Materials And Methods: The formulations studied were: i) a physical mixture of KP and DOPC and ii) DOPC and KP complex, in a molar ratio of 1:3, obtained by dissolution of the components in chloroform followed by drying under a N2 atmosphere. Both systems were dispersed in mineral oil and the in vitro percutaneous was assayed by absorption using a flow through diffusion cell. Differential Scanning Calorimetry (DSC) and 1H NMR studies were carried out to characterize KP and DOPC interactions. Geometry optimizations using Density Functional Theory and semiempirical methods, as well as a flexible docking procedure were carried out to obtain a binding model for KP with DOPC. KP solubility and partition studies in the formulations, as well as skin irritation and hypersensitivity assays were also carried out.

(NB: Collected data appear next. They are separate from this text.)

//! Seeded default snapshot used on first run or after corruption.

use crate::model::board::{Board, Card, Checklist, ChecklistItem, List};
use crate::model::catalog::{Label, LabelColor, Member, PaletteColor};
use crate::model::snapshot::Snapshot;

/// Builds the default snapshot: one sample board, a fixed member list and a
/// fixed label palette.
///
/// Ids are fixed so repeated seeding yields identical snapshots.
pub fn seed_snapshot() -> Snapshot {
    Snapshot {
        boards: vec![sample_board()],
        members: seed_members(),
        labels: seed_labels(),
    }
}

pub fn seed_members() -> Vec<Member> {
    vec![
        Member::new("m1", "Alice"),
        Member::new("m2", "Bob"),
        Member::new("m3", "Charlie"),
    ]
}

pub fn seed_labels() -> Vec<Label> {
    [
        ("l-frontend", "frontend", PaletteColor::Green),
        ("l-backend", "backend", PaletteColor::Amber),
        ("l-urgent", "urgent", PaletteColor::Red),
        ("l-design", "design", PaletteColor::Violet),
        ("l-bug", "bug", PaletteColor::Red),
        ("l-feature", "feature", PaletteColor::Blue),
    ]
    .into_iter()
    .map(|(id, name, color)| Label::with_id(id, name, LabelColor::Palette(color)))
    .collect()
}

fn sample_board() -> Board {
    let setup = Card {
        id: "c1".to_string(),
        description: "Create Vite + React skeleton".to_string(),
        labels: vec!["l-frontend".to_string()],
        members: vec!["m1".to_string()],
        checklists: vec![Checklist {
            id: "cl1".to_string(),
            title: "Setup tasks".to_string(),
            items: vec![ChecklistItem {
                id: "cl1-i1".to_string(),
                text: "init repo".to_string(),
                done: true,
            }],
        }],
        ..Card::new("Setup project")
    };
    let schema = Card {
        id: "c2".to_string(),
        labels: vec!["l-backend".to_string()],
        members: vec!["m2".to_string()],
        ..Card::new("Design DB schema")
    };

    Board {
        id: "b1".to_string(),
        title: "Default Board".to_string(),
        background: None,
        lists: vec![
            List {
                id: "l1".to_string(),
                title: "To Do".to_string(),
                cards: vec![setup, schema],
            },
            List {
                id: "l2".to_string(),
                title: "In Progress".to_string(),
                cards: Vec::new(),
            },
            List {
                id: "l3".to_string(),
                title: "Done".to_string(),
                cards: Vec::new(),
            },
        ],
    }
}

#[cfg(test)]
mod tests {
    use super::seed_snapshot;

    #[test]
    fn seed_is_deterministic_and_fully_resolved() {
        let seed = seed_snapshot();
        assert_eq!(seed, seed_snapshot());
        assert_eq!(seed.boards.len(), 1);
        assert_eq!(seed.members.len(), 3);
        assert_eq!(seed.labels.len(), 6);

        for board in &seed.boards {
            for list in &board.lists {
                for card in &list.cards {
                    assert!(card.labels.iter().all(|id| seed.label(id).is_some()));
                    assert!(card.members.iter().all(|id| seed.member(id).is_some()));
                }
            }
        }
    }
}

Results: DSC determinations in the complex showed enthalpy and temperature depressions, indicating KP and DOPC interaction. In addition, dipole-dipole interactions between the KP carboxylic acid and OH groups in phospholipids were shown by 1H NMR studies. Based on the NMR studies, a KP-DOPC binding model is proposed, in which KP is involved by the two long aliphatic chains of the phospholipid. Solubility studies indicated that DOPC improved drug solubility. KP permeation was enhanced by both formulations tested, but the complex also increased its skin uptake. Such behavior could be attributed to the solubilizing, melting and enhancing effects of DOPC. Skin irritation and hypersensitivity were not significantly changed compared to control, suggesting that the formulation may be therapeutically explored for KP transdermal delivery.